Sounds like a CV axle to me. I have the same problem while driving on the autobahn and turning slightly to the left in my VR6 Passat. I have new tires, and the wheels bearings are new. The rear ones are slightly loose, but nothing to be concerned about. Try driving down the interstate about 65, and while you are climbing a hill, turn the wheel slightly to the left while accelerating. DId it vibrate? Mine does. Now try it again, accelerating up a small hill, and turn the wheel slightly to the right. Mine does not vibrate at that point. I have sone some research, and it seems even though the CV axle boots are good, and there is no clicking at all in a complete circle at wheel lock, the axles can still be bad. I was going to try the outer left joint first, but have been informed not to try rebuilt axles, as they grind metal off and fit in oversized bearings, but to get the enitre OEM axle.

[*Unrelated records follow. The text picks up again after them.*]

// Copyright 2025 Eric Jingryd (tidynest@proton.me)
//
// Licensed under the Apache License, Version 2.0 (the "License");
// you may not use this file except in compliance with the License.
// You may obtain a copy of the License at
//
//     http://www.apache.org/licenses/LICENSE-2.0
//
// Unless required by applicable law or agreed to in writing, software
// distributed under the License is distributed on an "AS IS" BASIS,
// WITHOUT WARRANTIES OR CONDITIONS OF ANY KIND, either express or implied.
// See the License for the specific language governing permissions and
// limitations under the License.

//! Core domain logic
//!
//! Data structures and pure functions for the question catalog:
//! - Question, parent and type definitions
//! - The subject/exam catalog tree the views render
//! - Feedback records and moderation states
//! - Display formatting and editor form conversion
//! - Question validation
//!
//! Nothing in here performs I/O, so all of it is unit tested without a
//! network or a display server.

pub mod catalog;
pub mod feedback;
pub mod form;
pub mod format;
pub mod types;
pub mod validator;

pub use catalog::{Catalog, CatalogNode, Exam, ExamSection, Pagination, Subject};
pub use feedback::{filter_feedback, Feedback, FeedbackStatus, FirestoreTimestamp};
pub use form::{FormError, QuestionForm};
pub use format::{format_question, QuestionSummary};
pub use types::*;
pub use validator::{validate_new_question, validate_question, ValidationError};

#[cfg(test)]
mod tests;
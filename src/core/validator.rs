// Copyright 2025 Eric Jingryd (tidynest@proton.me)
//
// Licensed under the Apache License, Version 2.0 (the "License");
// you may not use this file except in compliance with the License.
// You may obtain a copy of the License at
//
//     http://www.apache.org/licenses/LICENSE-2.0
//
// Unless required by applicable law or agreed to in writing, software
// distributed under the License is distributed on an "AS IS" BASIS,
// WITHOUT WARRANTIES OR CONDITIONS OF ANY KIND, either express or implied.
// See the License for the specific language governing permissions and
// limitations under the License.

//! Question validation
//!
//! Checks a question before it is sent to the API. The API only enforces
//! `question`, `type` and `parent` on create; everything else here keeps
//! half-filled questions out of the live course.

use thiserror::Error;

use crate::core::format::option_letter;
use crate::core::types::{Question, QuestionParent, QuestionPayload};

/// Minimum number of options for a multiple choice question
pub const MIN_OPTIONS: usize = 2;

/// Minimum number of candidate images for an image selection question
pub const MIN_IMAGES: usize = 2;

/// Reasons a question is rejected
#[derive(Debug, Error, PartialEq)]
pub enum ValidationError {
    #[error("Question text cannot be empty")]
    EmptyText,

    #[error("Multiple choice questions need at least 2 options (found {0})")]
    TooFewOptions(usize),

    #[error("No correct answer selected")]
    MissingCorrectAnswer,

    #[error("Correct answer '{0}' does not match any option")]
    UnknownCorrectAnswer(String),

    #[error("Open questions need an answer")]
    MissingAnswer,

    #[error("Image selection questions need at least 2 images (found {0})")]
    TooFewImages(usize),

    #[error("Correct image {index} is out of range (only {count} images)")]
    ImageIndexOutOfRange { index: usize, count: usize },

    #[error("Drag and drop questions need at least one position")]
    MissingPositions,

    #[error("Parent cannot be empty")]
    MissingParent,
}

/// Validates a question's text and type-specific fields
///
/// # Returns
///
/// * `Ok(())` - Question can be sent
/// * `Err(ValidationError)` - First problem found
pub fn validate_question(question: &Question) -> Result<(), ValidationError> {
    if question.text.trim().is_empty() {
        return Err(ValidationError::EmptyText);
    }

    match question.payload() {
        QuestionPayload::MultipleChoice { options, correct } => {
            validate_choice(&options, correct.as_deref())
        }
        QuestionPayload::Open { answer, .. } => {
            let blank = answer
                .as_ref()
                .is_none_or(|answer| answer.to_string().trim().is_empty());
            if blank {
                return Err(ValidationError::MissingAnswer);
            }
            Ok(())
        }
        QuestionPayload::ImageSelection {
            image_options,
            correct_index,
        } => {
            let count = image_options.len();
            if count < MIN_IMAGES {
                return Err(ValidationError::TooFewImages(count));
            }
            match correct_index {
                None => Err(ValidationError::MissingCorrectAnswer),
                Some(index) if index >= count => {
                    Err(ValidationError::ImageIndexOutOfRange { index, count })
                }
                Some(_) => Ok(()),
            }
        }
        QuestionPayload::DragAndDrop { correct_positions } => {
            if correct_positions.is_empty() {
                return Err(ValidationError::MissingPositions);
            }
            Ok(())
        }
    }
}

/// Validates a question that is about to be created under `parent`
pub fn validate_new_question(
    question: &Question,
    parent: &QuestionParent,
) -> Result<(), ValidationError> {
    if parent.to_string().trim().is_empty() {
        return Err(ValidationError::MissingParent);
    }
    validate_question(question)
}

fn validate_choice(options: &[String], correct: Option<&str>) -> Result<(), ValidationError> {
    let filled = options.iter().filter(|o| !o.trim().is_empty()).count();
    if filled < MIN_OPTIONS {
        return Err(ValidationError::TooFewOptions(filled));
    }

    let correct = correct
        .map(str::trim)
        .filter(|c| !c.is_empty())
        .ok_or(ValidationError::MissingCorrectAnswer)?;

    let matches = options.iter().enumerate().any(|(i, option)| {
        let letter = option_letter(i).to_string();
        correct.eq_ignore_ascii_case(&letter) || correct == option.trim()
    });

    if matches {
        Ok(())
    } else {
        Err(ValidationError::UnknownCorrectAnswer(correct.to_string()))
    }
}
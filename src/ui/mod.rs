// Copyright 2025 Eric Jingryd (tidynest@proton.me)
//
// Licensed under the Apache License, Version 2.0 (the "License");
// you may not use this file except in compliance with the License.
// You may obtain a copy of the License at
//
//     http://www.apache.org/licenses/LICENSE-2.0
//
// Unless required by applicable law or agreed to in writing, software
// distributed under the License is distributed on an "AS IS" BASIS,
// WITHOUT WARRANTIES OR CONDITIONS OF ANY KIND, either express or implied.
// See the License for the specific language governing permissions and
// limitations under the License.

//! User interface with MVC architecture
//!
//! # Architecture
//!
//! - **Model**: `Catalog` and the feedback list (in `core`)
//! - **Controller**: owns the model and the request worker, turns finished
//!   requests into [`ControllerEvent`]s (in `controller.rs`)
//! - **View**: GTK4 components (in `components/`), behind the `gui` feature
//!
//! The controller and the type picker state do not touch GTK, so they build
//! and test without a display.
//!
//! # Module Structure
//!
//! ```text
//! ui/
//! ├── mod.rs          // This file - exports
//! ├── app.rs          // GTK4 Application setup
//! ├── controller.rs   // MVC Controller
//! ├── type_choice.rs  // Type picker result state
//! ├── actions.rs      // GTK actions (quit, refresh, export)
//! ├── builders/       // Header, layout, handler wiring
//! └── components/     // Reusable widgets and dialogs
//! ```

#[cfg(feature = "gui")]
mod actions;
#[cfg(feature = "gui")]
pub mod app;
#[cfg(feature = "gui")]
mod builders;
#[cfg(feature = "gui")]
pub mod components;
pub mod controller;
pub mod type_choice;

#[cfg(feature = "gui")]
pub use app::App;
pub use controller::{Controller, ControllerError, ControllerEvent};
pub use type_choice::TypeChoice;

#[cfg(test)]
mod tests;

German guy tells me the rebuilt ones will last around 12 months. 400 euro is a little steep though, especially with the weal ass dollar.


----------



## breezly (Sep 6, 2004)

*Re: MkIV R32 with vibration and noise when turning left only (hitmanhite)*

Turns out it was the right front wheel bearing. I had it done at the dealership for $350 and it's like new again. Now I know what a bad wheel bearing sounds and feels like. I'm still blown away that it lasted as long as it did!


----------



## hitmanhite (Jun 17, 2002)

*Re: MkIV R32 with vibration and noise when turning left only (breezly)*

Damn, I just did mine myself for $30. Just needed a press. I am in the wrong business.


----------



## Xcalibur (May 8, 2009)

*Re: MkIV R32 with vibration and noise when turning left only (breezly)*

Hi Breezly,
Glad to hear you got your problem sorted. I have a vibration and whirring noise at 40-45mph which gets worse when cornering. Dealer tells me driver's side wheel bearing needs replacing ( they put a stethoscope on all 4). I would have thought wheel bearing would be felt at all speeds. Car has only 21k on it. Your thoughts?
Cheers


----------



## breezly (Sep 6, 2004)

*Re: MkIV R32 with vibration and noise when turning left only (Xcalibur)*

When the "growling" started 18 months or so ago it was very faint and only noticeable at higher speeds (>40) and only with load to the right side (left turning). I talked about it with a lot of people especially at the tracks. Some suggested changing the tranny and diff oil which I did, it had zero effect. It very gradually got worse. I pretty much dismissed it as a bad CV because there was absolutely no change in the sound under load (throttle) vs. no load (coasting with the clutch disengaged). I've had a couple of CVs fail on other VWs but never a wheel bearing. I have had a wheel bearing fail on a non-front wheel drive car before, it makes a whole different set of sounds and does not last very long once the sound starts. Based on what you've described it could be what I had going on.


----------



## breezly (Sep 6, 2004)

*Re: MkIV R32 with vibration and noise when turning left only (Xcalibur)*

When the "growling" started 18 months or so ago it was very faint and only noticeable at higher speeds (>40) and only with load to the right side (left turning). I talked about it with a lot of people especially at the tracks. Some suggested changing the tranny and diff oil which I did, it had zero effect. It very gradually got worse. I pretty much dismissed it as a bad CV because there was absolutely no change in the sound under load (throttle) vs. no load (coasting with the clutch disengaged). I've had a couple of CVs fail on other VWs but never a wheel bearing. I have had a wheel bearing fail on a non-front wheel drive car before, it makes a whole different set of sounds and does not last very long once the sound starts. Based on what you've described it could be what I had going on.


----------



## Xcalibur (May 8, 2009)

*Re: MkIV R32 with vibration and noise when turning left only (breezly)*

Breezly,
It was the wheel bearing. Had it replaced today and the noise/vibration is gone. Thanks for your feedback.
Cheers


----------



## hitmanhite (Jun 17, 2002)

*Re: MkIV R32 with vibration and noise when turning left only (Xcalibur)*

Mine was the outer CV joint, swapped it out today.


----------